Warmth of Wool
A selection of writing from my 2022 Masters Thesis on fiber arts.
Wool has a warmth to it, one that not only warms the skin but warms the soul. It carries the weight of your problems and stores them away. Wool is a friend that will drop everything to help you, no matter what the situation is. Beginning its life as the comforting coat of lamb or sheep, it protects its animal friend from an onslaught of weather, bugs, and prickly plants that roam the pastures. It builds itself up thick, crinkly, and cozy so that the animal can live out its life without care. Wool is noble. It doesn’t matter if the sun is beating down, bleaching it from the strongest of rays, or if the rain is pouring, soaking it to its core. It will not allow for suffering no matter what. It gives the sheep warmth, the type of warmth that your favorite blanket gives you on the coldest of winter days.
Sheering comes. The wool has finally grown into the beautiful natural coat that it was meant to be. Protected by the good oils from the skin of the sheep that helped it grow, curl, and crimp. There is a slight struggle. The sheep does not want to get rid of its protector. However, a new one will grow and continue the everlasting cycle. The handler is careful not to hurt the sheep nor the fleece. Now free, the wool can become anything it wishes to be. Maybe it wishes to be a felted hat, a knitted scarf, or the centerpiece of an elegant tapestry. It relinquishes its job as protector and now has the space to do what it was always meant to be—a useful friend to the creative soul.
Wool has become my close friend in times of uncertainty and pain. It protects me, much like it protects the sheep, shielding me and discarding the emotional traumas that I have experienced. It allows me to take up space when I am constantly afraid to do so. I hold its hand, feeling the gentle caress in my own palm. It speaks to me on most days; it doesn’t solely give away its freedom after being sheared and put into my care. The wool is strong enough to tell me what it wants done that day. “I want a new color.” Maybe a beautiful shade of blush pink. “I want to be bound together to create felt fabric.” Would you want some silk adornments? “I would love to be spun into thick yarn.” Do you want to have bobbles or a single strand?
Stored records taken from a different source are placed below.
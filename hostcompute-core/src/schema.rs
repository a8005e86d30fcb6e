// SPDX-License-Identifier: Apache-2.0
// Copyright 2025 Ankit Kumar Pandey

//! JSON documents exchanged with the host service.
//!
//! Only the fields the coordinator supplies or reads are modelled.

use std::collections::HashMap;

use serde::de::DeserializeOwned;
use serde::{Deserialize, Serialize};
use uuid::Uuid;

use crate::error::{ComputeError, ComputeResult};

#[derive(Debug, Clone, Copy, PartialEq, Eq, Serialize, Deserialize)]
pub enum SystemType {
    Container,
    VirtualMachine,
}

#[derive(Debug, Clone, PartialEq, Eq, Serialize, Deserialize)]
#[serde(rename_all = "PascalCase")]
pub struct Layer {
    pub id: Uuid,
    pub path: String,
}

#[derive(Debug, Clone, PartialEq, Eq, Serialize, Deserialize)]
#[serde(rename_all = "PascalCase")]
pub struct MappedDirectory {
    pub host_path: String,
    pub container_path: String,
    #[serde(default, skip_serializing_if = "std::ops::Not::not")]
    pub read_only: bool,
}

#[derive(Debug, Clone, PartialEq, Eq, Serialize, Deserialize)]
#[serde(rename_all = "PascalCase")]
pub struct NetworkEndpoint {
    pub network_id: Uuid,
    pub endpoint_name: String,
}

#[derive(Debug, Clone, PartialEq, Eq, Serialize, Deserialize)]
#[serde(rename_all = "PascalCase")]
pub struct UtilityVm {
    pub image_path: String,
}

/// Configuration document for creating a container compute system.
#[derive(Debug, Clone, PartialEq, Eq, Serialize, Deserialize)]
#[serde(rename_all = "PascalCase")]
pub struct ContainerConfig {
    pub system_type: SystemType,
    pub layer_folder_path: String,
    pub layers: Vec<Layer>,
    #[serde(default, skip_serializing_if = "Vec::is_empty")]
    pub mapped_directories: Vec<MappedDirectory>,
    #[serde(default, skip_serializing_if = "Vec::is_empty")]
    pub network_endpoints: Vec<NetworkEndpoint>,
    pub hv_partition: bool,
    #[serde(default, skip_serializing_if = "Option::is_none")]
    pub hv_runtime: Option<UtilityVm>,
    pub terminate_on_last_handle_closed: bool,
}

/// Parameters for creating a process inside a compute system.
#[derive(Debug, Clone, Default, PartialEq, Eq, Serialize, Deserialize)]
#[serde(rename_all = "PascalCase", default)]
pub struct ProcessParameters {
    #[serde(skip_serializing_if = "Option::is_none")]
    pub application_name: Option<String>,
    pub command_line: String,
    #[serde(skip_serializing_if = "Option::is_none")]
    pub user: Option<String>,
    #[serde(skip_serializing_if = "Option::is_none")]
    pub working_directory: Option<String>,
    #[serde(skip_serializing_if = "HashMap::is_empty")]
    pub environment: HashMap<String, String>,
    pub emulate_console: bool,
    pub restricted_token: bool,
    pub create_std_in_pipe: bool,
    pub create_std_out_pipe: bool,
    pub create_std_err_pipe: bool,
}

/// Payload of a process-exited notification.
#[derive(Debug, Clone, Default, PartialEq, Eq, Serialize, Deserialize)]
#[serde(rename_all = "PascalCase", default)]
pub struct ProcessStatus {
    pub process_id: u32,
    pub exited: bool,
    pub exit_code: u32,
    pub last_wait_result: i32,
}

#[derive(Debug, Clone, Copy, PartialEq, Eq, Serialize, Deserialize)]
pub struct ConsoleSize {
    #[serde(rename = "Height")]
    pub height: u16,
    #[serde(rename = "Width")]
    pub width: u16,
}

#[derive(Debug, Clone, Copy, PartialEq, Eq, Serialize, Deserialize)]
pub enum ProcessModifyOperation {
    ConsoleSize,
    CloseHandle,
}

#[derive(Debug, Clone, PartialEq, Eq, Serialize, Deserialize)]
#[serde(rename_all = "PascalCase")]
pub struct ProcessModifyRequest {
    pub operation: ProcessModifyOperation,
    #[serde(default, skip_serializing_if = "Option::is_none")]
    pub console_size: Option<ConsoleSize>,
}

impl ProcessModifyRequest {
    pub fn resize(height: u16, width: u16) -> Self {
        Self {
            operation: ProcessModifyOperation::ConsoleSize,
            console_size: Some(ConsoleSize { height, width }),
        }
    }
}

pub fn to_json<T: Serialize>(value: &T, context: &'static str) -> ComputeResult<String> {
    serde_json::to_string(value).map_err(|source| ComputeError::Schema { context, source })
}

pub fn from_json<T: DeserializeOwned>(json: &str, context: &'static str) -> ComputeResult<T> {
    serde_json::from_str(json).map_err(|source| ComputeError::Schema { context, source })
}
impl Drop for Process {
    fn drop(&mut self) {
        self.dispose();
    }
}

impl fmt::Debug for Process {
    fn fmt(&self, f: &mut fmt::Formatter<'_>) -> fmt::Result {
        f.debug_struct("Process")
            .field("pid", &self.process_id)
            .field("state", &self.state())
            .field("exit_code", &self.exit_code.get())
            .field("killed", &self.is_killed())
            .finish()
    }
}
pub trait RenderLog: Send + Sync {
    fn add_log(&self, message: &str);
}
It allows me to pull on it, but not too tight that it rips away completely, for it tells me with a sharp pull back if I pulled too hard. It soaks up all the natural colors of dye, becoming friends with the madder, the chamomile, and the roses in the warm soak bath I create for it. Thanking me for creating new looks, giving the wool a purpose beyond what is known of it. We have a symbiotic relationship rather than a parasitic one. It speaks to me on its good days and on the bad ones, it tells me stories about how it was once on the sheep, showing me the luscious curls and crimps it formed then. I tell it the stories that live tucked away in my mind, and it listens to me actively.
I appreciate that the wool gives me a space to speak, and it absorbs anything that I have to say. Much like how it recorded the growth of its sheep friend, it records the thoughts I have when we are together. Even though our language isn’t usually spoken out loud, it can still understand the thoughts that flow through my mind. An act most noticeable when it becomes yarn, its favorite costume. When anxiety hits me the wool reacts, it tightens, the coils wrap around each other and the wool feels suffocated. When I feel calm, it loosens to a point where it feels like clouds, it gives itself breathing room and allows itself to be shown through the yarn. Wool understands both the negative and positive emotions that flow between us and is forgiving when the bad takes over too often. Wool is a friend like no other, sacrificing itself to help those of us who use it. Not a fair relationship, but we try to treat the wool with kindness. This kindness forms a bond between the wool and its creator. It responds in a way that brings about a warmth to whomever is around it. Yes, a physical warmth, but also an emotional one. The radiance of love and care comes spewing out from wool. It has become my best friend.